In times of geopolitical risk, it’s understandable that investors’ thoughts turn to what effects it will have on a carefully nurtured portfolio and whether there are ways to protect it.
That kind of protection is referred to as a “hedge” – ideally it will increase in value at times when markets are vulnerable to a fall in risk assets, such as equities.
There are many assets that can act as a hedge – for example, investing in real assets like property or art can provide a return that has no correlation to shares. However, not all portfolios are large enough to be able to diversify into expensive assets like these.
For more average-sized portfolios, the most commonly used hedges are those that trade on financial markets, such as gold, government bonds or the US dollar. All three can be accessed through ETFs that trade on the ASX.
However, there is no guarantee that what looks and sounds like a sensible hedging strategy will work. It can end up costing money.
The accompanying table looks at 12 of the most significant geopolitical events over the past 40-odd years, including wars and acts of terrorism, and how these three popular hedges performed during each of them. One caveat, as with any investment, is that the price of the different hedges is influenced by a variety of factors that are impossible to anticipate, so it’s unlikely the prices were influenced solely by the associated geopolitical events.
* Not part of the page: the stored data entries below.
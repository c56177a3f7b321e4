//! Service layer: owns every collaborator (decode, market search, cache,
//! persistence) and walks the strategy chain around the pure engine.

use anyhow::Result;
use chrono::{Datelike, Utc};
use std::sync::Arc;
use tracing::{error, info, warn};

use crate::cache::ValuationCache;
use crate::core::error::ValuationError;
use crate::core::types::{
    NormalizedRequest, RawValuationRequest, StrategyOutcome, ValuationResult,
};
use crate::decode::client::VehicleDecodeClient;
use crate::market::aggregator::MarketSearchAggregator;
use crate::persistence::database::Database;
use crate::service::baseline::{BaselineEstimator, BASELINE_CONFIDENCE};
use crate::service::strategies::SearchStrategy;
use crate::valuation::composer::FALLBACK_RANGE_BAND;
use crate::valuation::engine::ValuationEngine;
use crate::valuation::explanation;
use crate::valuation::normalize::RequestNormalizer;

pub struct ValuationService {
    engine: ValuationEngine,
    normalizer: RequestNormalizer,
    baseline: BaselineEstimator,
    aggregator: MarketSearchAggregator,
    decoder: Option<Arc<dyn VehicleDecodeClient>>,
    cache: Arc<dyn ValuationCache>,
    store: Option<Database>,
    base_radius_miles: u32,
}

impl ValuationService {
    pub fn new(
        aggregator: MarketSearchAggregator,
        decoder: Option<Arc<dyn VehicleDecodeClient>>,
        cache: Arc<dyn ValuationCache>,
        store: Option<Database>,
        base_radius_miles: u32,
    ) -> Self {
        Self {
            engine: ValuationEngine::new(),
            normalizer: RequestNormalizer::new(),
            baseline: BaselineEstimator::new(),
            aggregator,
            decoder,
            cache,
            store,
            base_radius_miles,
        }
    }

    /// End-to-end valuation of one raw request.
    ///
    /// Error taxonomy is preserved through the `anyhow` boundary: callers
    /// can downcast to `ValuationError` to distinguish validation problems
    /// from insufficient data from internal invariant failures.
    pub async fn appraise(&self, mut raw: RawValuationRequest) -> Result<ValuationResult> {
        // Resolve vehicle attributes before validation so the normalizer
        // sees the complete request.
        if raw.vehicle.is_none() {
            if let Some(decoder) = &self.decoder {
                info!(vin = %raw.vin, "decoding VIN via collaborator");
                raw.vehicle = Some(decoder.decode(&raw.vin).await?);
            }
        }

        let request = self
            .normalizer
            .normalize(&raw, Utc::now().year())
            .map_err(ValuationError::Validation)?;

        let cache_key = cache_key(&request);
        if let Some(hit) = self.cache.get(&cache_key) {
            info!(vin = %request.vin, "valuation served from cache");
            return Ok(hit);
        }

        let result = self.run_strategy_chain(&request).await?;

        self.cache.put(cache_key, result.clone());
        if let Some(store) = &self.store {
            match store.save_valuation(&request, &result).await {
                Ok(id) => info!(id, "valuation persisted"),
                Err(e) => error!(error = %e, "failed to persist valuation"),
            }
        }

        Ok(result)
    }

    async fn run_strategy_chain(&self, request: &NormalizedRequest) -> Result<ValuationResult> {
        for strategy in SearchStrategy::CHAIN {
            let query = strategy.query(request, self.base_radius_miles);
            let listings = self.aggregator.search_all(&query).await;
            info!(
                strategy = %strategy.outcome(),
                candidates = listings.len(),
                "strategy search complete"
            );

            if listings.is_empty() {
                continue;
            }

            match self.engine.appraise(
                request,
                listings,
                strategy.range_band(),
                strategy.outcome(),
            ) {
                Ok(mut result) => {
                    let cap = strategy.confidence_cap();
                    if result.confidence_score > cap {
                        result.confidence_score = cap;
                    }
                    return Ok(result);
                }
                Err(ValuationError::InsufficientData { candidates }) => {
                    warn!(
                        strategy = %strategy.outcome(),
                        candidates,
                        "no quality listings survived filtering; widening search"
                    );
                    continue;
                }
                // Invariant violations are internal defects: halt, never
                // degrade to a fallback number.
                Err(e) => return Err(e.into()),
            }
        }

        warn!(vin = %request.vin, "all market strategies exhausted; using baseline estimate");
        self.baseline_valuation(request)
    }

    fn baseline_valuation(&self, request: &NormalizedRequest) -> Result<ValuationResult> {
        let base = self.baseline.estimate(request);
        let adjustments = self.engine.adjustment_calculator().compute(base, request);

        let mut result = self.engine.composer().compose(
            base,
            adjustments,
            BASELINE_CONFIDENCE,
            Default::default(),
            Vec::new(),
            vec!["baseline_estimate".to_string()],
            FALLBACK_RANGE_BAND,
            StrategyOutcome::BaselineEstimate,
        )?;
        result.explanation = explanation::narrative(request, &result);
        Ok(result)
    }
}

fn cache_key(request: &NormalizedRequest) -> String {
    format!(
        "{}:{}:{}:{}:{}",
        request.vin,
        request.zip_code,
        request.mileage,
        request.condition,
        request.title_status
    )
}

#[cfg(test)]
mod tests {
    use super::*;
    use crate::cache::TtlValuationCache;
    use crate::core::types::DecodedVehicle;
    use crate::market::client::MarketSearchClient;
    use crate::market::simulator::SimMarketSearchClient;
    use std::time::Duration;

    fn raw_request() -> RawValuationRequest {
        RawValuationRequest {
            vin: "1HGCM82633A004352".to_string(),
            zip_code: "90210".to_string(),
            mileage: 45_000,
            condition: "good".to_string(),
            title_status: "clean".to_string(),
            vehicle: Some(DecodedVehicle {
                make: "Toyota".to_string(),
                model: "Camry".to_string(),
                year: 2019,
                trim: Some("XLE".to_string()),
                fuel_type: None,
            }),
        }
    }

    fn service_with(clients: Vec<Arc<dyn MarketSearchClient>>) -> ValuationService {
        ValuationService::new(
            MarketSearchAggregator::new(clients, Duration::from_secs(5)),
            None,
            Arc::new(TtlValuationCache::new(16, Duration::from_secs(60))),
            None,
            100,
        )
    }

    #[tokio::test]
    async fn market_backed_valuation_uses_exact_match() {
        let service = service_with(vec![Arc::new(SimMarketSearchClient::sample())]);
        let result = service.appraise(raw_request()).await.unwrap();
        assert_eq!(result.outcome, StrategyOutcome::ExactMatch);
        // The simulator's 95000 outlier never survives the fence.
        assert_eq!(result.market_listings.len(), 11);
        assert!(result.confidence_score <= 95);
    }

    #[tokio::test]
    async fn empty_market_falls_back_to_baseline() {
        let service = service_with(vec![Arc::new(SimMarketSearchClient::new(
            "empty",
            Vec::new(),
        ))]);
        let result = service.appraise(raw_request()).await.unwrap();
        assert_eq!(result.outcome, StrategyOutcome::BaselineEstimate);
        assert_eq!(result.confidence_score, BASELINE_CONFIDENCE);
        assert!(result.market_listings.is_empty());
        assert_eq!(result.sources_used, vec!["baseline_estimate"]);
        assert!(result.final_value > rust_decimal::Decimal::ZERO);
    }

    #[tokio::test]
    async fn repeated_request_hits_the_cache() {
        let service = service_with(vec![Arc::new(SimMarketSearchClient::sample())]);
        let first = service.appraise(raw_request()).await.unwrap();
        let second = service.appraise(raw_request()).await.unwrap();
        assert_eq!(first.final_value, second.final_value);
        assert_eq!(first.explanation, second.explanation);
    }

    #[tokio::test]
    async fn validation_failures_surface_distinctly() {
        let service = service_with(vec![Arc::new(SimMarketSearchClient::sample())]);
        let mut raw = raw_request();
        raw.vin = "short".to_string();
        raw.zip_code = "abc".to_string();

        let err = service.appraise(raw).await.unwrap_err();
        match err.downcast_ref::<ValuationError>() {
            Some(ValuationError::Validation(issues)) => {
                assert_eq!(issues.len(), 2);
            }
            other => panic!("expected validation error, got {other:?}"),
        }
    }

    #[tokio::test]
    async fn missing_vehicle_without_decoder_is_a_validation_error() {
        let service = service_with(vec![Arc::new(SimMarketSearchClient::sample())]);
        let mut raw = raw_request();
        raw.vehicle = None;

        let err = service.appraise(raw).await.unwrap_err();
        assert!(matches!(
            err.downcast_ref::<ValuationError>(),
            Some(ValuationError::Validation(_))
        ));
    }
}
Changes to asset valuations during war and terrorist attacks
Gold is often touted as a safe haven investment when risk assets are sold off. It is interesting to note the average change in the gold price during the 12 events was a rise of only 0.7 per cent. However, with a range of negative 34 per cent to positive 27 per cent, the median change of -0.9 per cent is probably more helpful. To underscore just how unpredictable buying a hedge can be, it went up only 42 per cent of the time.
The performance of US government bonds is also surprising, given the role bonds are often perceived to play as being negatively correlated to shares. The average change was an increase in yield, meaning the price of the bonds went down. And once again, it was an even bet as to which direction the price would go.
Buying US dollars was also a pretty even bet, for a very low average return.
When you analyse the level and likelihood of returns from those three popular hedges, one message is clear: it’s really difficult to pick where markets will go and the trading costs to jump in and out could eat up a significant portion of any benefit.
Perhaps unexpectedly, the best performing asset in the table was US shares, which rose by an average of 3 per cent and the odds of a rise were much better at 75 per cent.
In another analysis of the effects of geopolitical events on the US benchmark share index, the S&P 500, LPL Research considered 22 separate events going all the way back to the Japanese attack on Pearl Harbour in July 1941.
Across a variety of wars, assassinations and terrorist attacks, the average decline in US shares was 4.6 per cent. Incredibly, the average time it took to recover all the losses was only 43 days. In other words, share markets have demonstrated tremendous resilience over many decades of turmoil.
During geopolitical events, such as Russia’s invasion of Ukraine, it can be difficult not to be swept up in the inevitable noise of expert commentators and media coverage.
It can feel like you should be doing something with your portfolio, but that’s not necessarily the case.
Hindsight bias, which makes things look obvious in retrospect, can make hedges seem like a great idea. But the data suggests a portfolio that is diversified across different regions and asset classes is a strong alternative. Smart investors should always remember that, over the long term, financial markets have a history of taking geopolitical events in their stride.